San Francisco hasn't committed a turnover in six consecutive regular-season games dating back to last season, the second-longest streak in NFL history. The 49ers can match the league record set by the 2010 New England Patriots on Sunday night when they face the Detroit Lions.
Leading the way is quarterback Alex Smith, who hasn't thrown an interception in a franchise-record 185 consecutive regular-season passes. Smith threw just five picks last season — the fewest in the league for a regular starter — as San Francisco committed a NFL-low 10 turnovers.
The 49ers have not committed a regular-season turnover since Smith's second-quarter interception against the Baltimore Ravens on Thanksgiving night last year.
They have not lost a fumble since tight end Vernon Davis fumbled after catching a pass from Smith in the fourth quarter of a Nov. 6 victory at Washington. The 49ers have a streak of 36 consecutive quarters without losing a fumble.
Smith doesn't downplay the significance of turnover-free play in San Francisco's rise back to NFL prominence.
"In the history of the NFL, the strongest correlation to winning and losing is the turnover ratio," Smith said. "The turnover battle is the No. 1."
The 49ers know all about it. They finished 13-3 last season and made their first trip to the playoffs since 2002 after leading the NFL with a plus-28 turnover differential, one of the league's best since the 1970 AFL-NFL merger.

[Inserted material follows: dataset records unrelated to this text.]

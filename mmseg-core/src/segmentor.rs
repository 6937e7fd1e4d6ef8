//! Stream driver: fill, match, disambiguate

use crate::dictionary::DictionaryManager;
use crate::error::{ConfigError, ConfigResult, Result, SegmentError};
use crate::freq::FrequencyTable;
use crate::mmseg::MmsegPolicy;
use crate::options::SegmentOptions;
use crate::status::SegmentStatus;
use log::{debug, trace, warn};
use std::sync::Arc;

/// Segments character streams against a shared dictionary set
///
/// A segmentor is immutable while tokenizing and may be shared between
/// threads; all per-stream state lives in [`SegmentStatus`].
///
/// # Example
///
/// ```rust
/// use mmseg_core::dictionary::{
///     ColumnType, FieldValue, MemoryDictionary, MemoryDictionaryManager, Schema,
///     BASE_DICTIONARY_NAME, FREQ_COLUMN,
/// };
/// use mmseg_core::{SegmentOptions, Segmentor};
/// use std::sync::Arc;
///
/// let schema = Schema::new().with_column(FREQ_COLUMN, ColumnType::U32);
/// let mut base = MemoryDictionary::new(BASE_DICTIONARY_NAME, schema);
/// base.insert("国际", [(FREQ_COLUMN, FieldValue::U32(0))]).unwrap();
/// base.insert("组织", [(FREQ_COLUMN, FieldValue::U32(0))]).unwrap();
/// let mut mgr = MemoryDictionaryManager::new();
/// mgr.add(base).unwrap();
///
/// let segmentor = Segmentor::new(Arc::new(mgr)).unwrap();
/// let mut status = segmentor.create_status(SegmentOptions::default()).unwrap();
/// segmentor.tokenize(0, Some("国际组织"), &mut status).unwrap();
///
/// let tags: String = status.emitted().map(|(_, tag)| tag.as_char()).collect();
/// assert_eq!(tags, "BEBE");
/// ```
#[derive(Clone)]
pub struct Segmentor {
    dict_mgr: Arc<dyn DictionaryManager>,
    policy: MmsegPolicy,
    reserve: usize,
}

impl std::fmt::Debug for Segmentor {
    fn fmt(&self, f: &mut std::fmt::Formatter<'_>) -> std::fmt::Result {
        f.debug_struct("Segmentor")
            .field("dictionaries", &self.dict_mgr.dictionary_count())
            .field("reserve", &self.reserve)
            .finish()
    }
}

impl Segmentor {
    /// Build the frequency table from the base dictionary and create a segmentor
    ///
    /// # Errors
    ///
    /// Returns a [`ConfigError`] when the base dictionary or its `freq`
    /// column is missing.
    pub fn new(dict_mgr: Arc<dyn DictionaryManager>) -> ConfigResult<Self> {
        let freq = Arc::new(FrequencyTable::build(dict_mgr.as_ref())?);
        Ok(Self::with_frequency_table(dict_mgr, freq))
    }

    /// Create a segmentor that shares an already built frequency table
    pub fn with_frequency_table(
        dict_mgr: Arc<dyn DictionaryManager>,
        freq: Arc<FrequencyTable>,
    ) -> Self {
        let max_term_len = dict_mgr.max_term_len();
        let reserve = SegmentOptions::lookahead_reserve(max_term_len);
        debug!(
            "Segmentor ready: {} dictionaries, longest term {}, lookahead reserve {}",
            dict_mgr.dictionary_count(),
            max_term_len,
            reserve
        );
        Self {
            dict_mgr,
            policy: MmsegPolicy::new(freq),
            reserve,
        }
    }

    /// Dictionaries this segmentor reads
    pub fn dictionary_manager(&self) -> &Arc<dyn DictionaryManager> {
        &self.dict_mgr
    }

    /// Shared frequency table
    pub fn frequency_table(&self) -> &Arc<FrequencyTable> {
        self.policy.frequency_table()
    }

    /// Trailing positions of a block held back while more input may follow
    pub fn lookahead_reserve(&self) -> usize {
        self.reserve
    }

    /// Validate `options` against the loaded dictionaries and allocate a status
    pub fn create_status(&self, options: SegmentOptions) -> ConfigResult<SegmentStatus> {
        options.validate(self.dict_mgr.max_term_len())?;
        let mut status = SegmentStatus::new(options);
        status.set_lookahead_reserve(self.reserve);
        Ok(status)
    }

    /// Resolve the annotation columns listed in the options of `status`
    pub fn bind_annote(&mut self, status: &SegmentStatus) -> ConfigResult<()> {
        self.policy.bind_annote(self.dict_mgr.as_ref(), status)
    }

    /// Segment the next window of a stream
    ///
    /// `Some(text)` starts a new stream over `text`; `None` continues the
    /// current one after moving the unconsumed tail into the other block.
    /// Returns the number of positions tagged by this call; they are exposed
    /// through [`SegmentStatus::emitted`]. Call again with `None` until
    /// [`SegmentStatus::is_finished`] holds.
    ///
    /// # Errors
    ///
    /// Fails when the status block cannot hold the lookahead reserve, or when
    /// an internal invariant is violated.
    pub fn tokenize(
        &self,
        task_id: u64,
        text: Option<&str>,
        status: &mut SegmentStatus,
    ) -> Result<usize> {
        let capacity = status.block_capacity();
        if capacity <= self.reserve {
            return Err(SegmentError::Config(ConfigError::BlockCapacity {
                capacity,
                reserve: self.reserve,
            }));
        }
        status.set_lookahead_reserve(self.reserve);

        match text {
            Some(text) => {
                status.reset();
                status.set_buffer(text);
            }
            None => status.move_next(),
        }

        let dict_mgr = self.dict_mgr.as_ref();
        let lowercase = status.options().lowercase;
        let filled = status.fill_with_icode(dict_mgr, lowercase);
        let candidates = status.build_term_dag(dict_mgr);
        status.build_term_index()?;
        let tagged = self.policy.apply(dict_mgr, status)?;

        trace!(
            "task {}: filled {} (block {}), {} candidates, tagged {}",
            task_id,
            filled,
            status.active_block().len(),
            candidates,
            tagged
        );

        if tagged == 0 && !status.is_finished() {
            if status.active_block().is_full() {
                return Err(SegmentError::NoProgress {
                    filled: status.active_block().len(),
                });
            }
            warn!(
                "task {}: {} characters waiting for more input",
                task_id,
                status.active_block().len()
            );
        }
        Ok(tagged)
    }
}

#[cfg(test)]
mod tests {
    use super::*;
    use crate::dictionary::{
        ColumnType, FieldValue, MemoryDictionary, MemoryDictionaryManager, Schema,
        BASE_DICTIONARY_NAME, FREQ_COLUMN,
    };
    use crate::tag::tags_to_string;

    fn segmentor() -> Segmentor {
        let schema = Schema::new().with_column(FREQ_COLUMN, ColumnType::U32);
        let mut base = MemoryDictionary::new(BASE_DICTIONARY_NAME, schema);
        for (term, freq) in [("国", 50), ("际", 30), ("国际", 0), ("组织", 0)] {
            base.insert(term, [(FREQ_COLUMN, FieldValue::U32(freq))]).unwrap();
        }
        let mut mgr = MemoryDictionaryManager::new();
        mgr.add(base).unwrap();
        Segmentor::new(Arc::new(mgr)).unwrap()
    }

    fn emitted_tags(status: &SegmentStatus) -> String {
        let tags: Vec<_> = status.emitted().map(|(_, tag)| tag).collect();
        tags_to_string(&tags)
    }

    #[test]
    fn test_single_call_segments_whole_text() {
        let seg = segmentor();
        let mut status = seg.create_status(SegmentOptions::default()).unwrap();
        assert_eq!(seg.tokenize(1, Some("国际组织"), &mut status).unwrap(), 4);
        assert_eq!(emitted_tags(&status), "BEBE");
        assert!(status.is_finished());
    }

    #[test]
    fn test_unmatched_character_is_single() {
        let seg = segmentor();
        let mut status = seg.create_status(SegmentOptions::default()).unwrap();
        seg.tokenize(1, Some("好"), &mut status).unwrap();
        assert_eq!(emitted_tags(&status), "S");
    }

    #[test]
    fn test_empty_text() {
        let seg = segmentor();
        let mut status = seg.create_status(SegmentOptions::default()).unwrap();
        assert_eq!(seg.tokenize(1, Some(""), &mut status).unwrap(), 0);
        assert!(status.is_finished());
    }

    #[test]
    fn test_reserve_follows_longest_term() {
        let seg = segmentor();
        assert_eq!(seg.lookahead_reserve(), 6);
        let err = seg
            .create_status(SegmentOptions {
                block_capacity: 6,
                ..Default::default()
            })
            .unwrap_err();
        assert_eq!(
            err,
            ConfigError::BlockCapacity {
                capacity: 6,
                reserve: 6
            }
        );
    }

    #[test]
    fn test_tokenize_rejects_undersized_status() {
        let seg = segmentor();
        let mut status = SegmentStatus::new(SegmentOptions {
            block_capacity: 4,
            ..Default::default()
        });
        let err = seg.tokenize(1, Some("国际"), &mut status).unwrap_err();
        assert!(matches!(
            err,
            SegmentError::Config(ConfigError::BlockCapacity { .. })
        ));
    }

    #[test]
    fn test_continuation_across_blocks() {
        let seg = segmentor();
        let mut status = seg
            .create_status(SegmentOptions {
                block_capacity: 8,
                ..Default::default()
            })
            .unwrap();

        let mut tags = String::new();
        let text = "国际组织".repeat(3);
        let mut next = Some(text.as_str());
        loop {
            seg.tokenize(7, next.take(), &mut status).unwrap();
            tags.push_str(&emitted_tags(&status));
            if status.is_finished() {
                break;
            }
        }
        assert_eq!(tags, "BEBEBEBEBEBE");
    }

    #[test]
    fn test_shared_frequency_table() {
        let seg = segmentor();
        let other = Segmentor::with_frequency_table(
            seg.dictionary_manager().clone(),
            seg.frequency_table().clone(),
        );
        assert!(Arc::ptr_eq(seg.frequency_table(), other.frequency_table()));
    }
}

The previous seven seasons, all of which they finished without a winning record, San Francisco committed 221 turnovers and had a cumulative turnover differential of minus-57.
The 49ers changed that dramatically once Jim Harbaugh and a new coaching staff took over the team last year. San Francisco matched the NFL record for fewest turnovers in a season, also held by the 2010 Patriots.
"Ball security relates to your team being successful, and we're very serious about that," Harbaugh said.
The 49ers make a "commitment to taking care of the ball," Harbaugh said, and Smith was transformed by that approach last season.
In his first six NFL seasons, Smith threw 53 interceptions and lost 16 fumbles while throwing 51 touchdown passes. He threw 17 touchdown passes last season, when Smith set a team record for fewest picks in a season, and he lost just two fumbles.
Smith has been most impressive keeping the ball out of the hands of opposing defenders when he goes to the air. He completed 20 of 26 passes without an interception during last week's 30-22 victory at Green Bay, breaking Hall of Famer Steve Young's previous team record of 184 consecutive passes without a pick.
Including San Francisco's two playoff games last season, Smith has now thrown 253 consecutive passes without an interception.
"That's huge, and it's a credit to Alex," offensive coordinator Greg Roman said. "He's got an innate feel for risk management on the fly. A lot of that goes unseen, but it's all calculated by him. He's done an incredible job."
Smith isn't the only one. Three-time Pro Bowl running back Frank Gore, who had two lost fumbles among his 299 touches last season, enters Sunday's game with a career-best string of 226 touches (220 rushes, six receptions) without a lost fumble.
Gore's backup, Kendall Hunter, has never fumbled in his 17 career games. Gore and Hunter combined for 153 yards rushing on 25 carries last week against the Packers.
Harbaugh credits running backs coach Tom Rathman, who played fullback for the 49ers from 1986-1993, with "doing as good a job as any of us have ever seen done," in preparing his unit to protect the football.
"There's no secret to it. We preach it, but we don't preach it to the point of suffocating people," Roman said. "But everybody understands what we're trying to get done.
"We emphasize ball security, how the defense tries to strip the ball, and do all the different things to educate the players on what's coming at them. Anybody that handles the football understands that they've got the collective fate of the team in their hands. If you have the ball, it's your job to protect it. It's that simple."
The 49ers also are getting some help in that regard from their own aggressive defense, which tied for the NFL lead last year with 38 takeaways.
Coaches have instituted "Takeaway Thursdays" each week in practice, where San Francisco's defense stresses stripping the ball and picking off passes from the team's first-string offense.
"It's something that starts on the practice field, and that's where we get it," Smith said. "It starts there, and then carry it over to the field."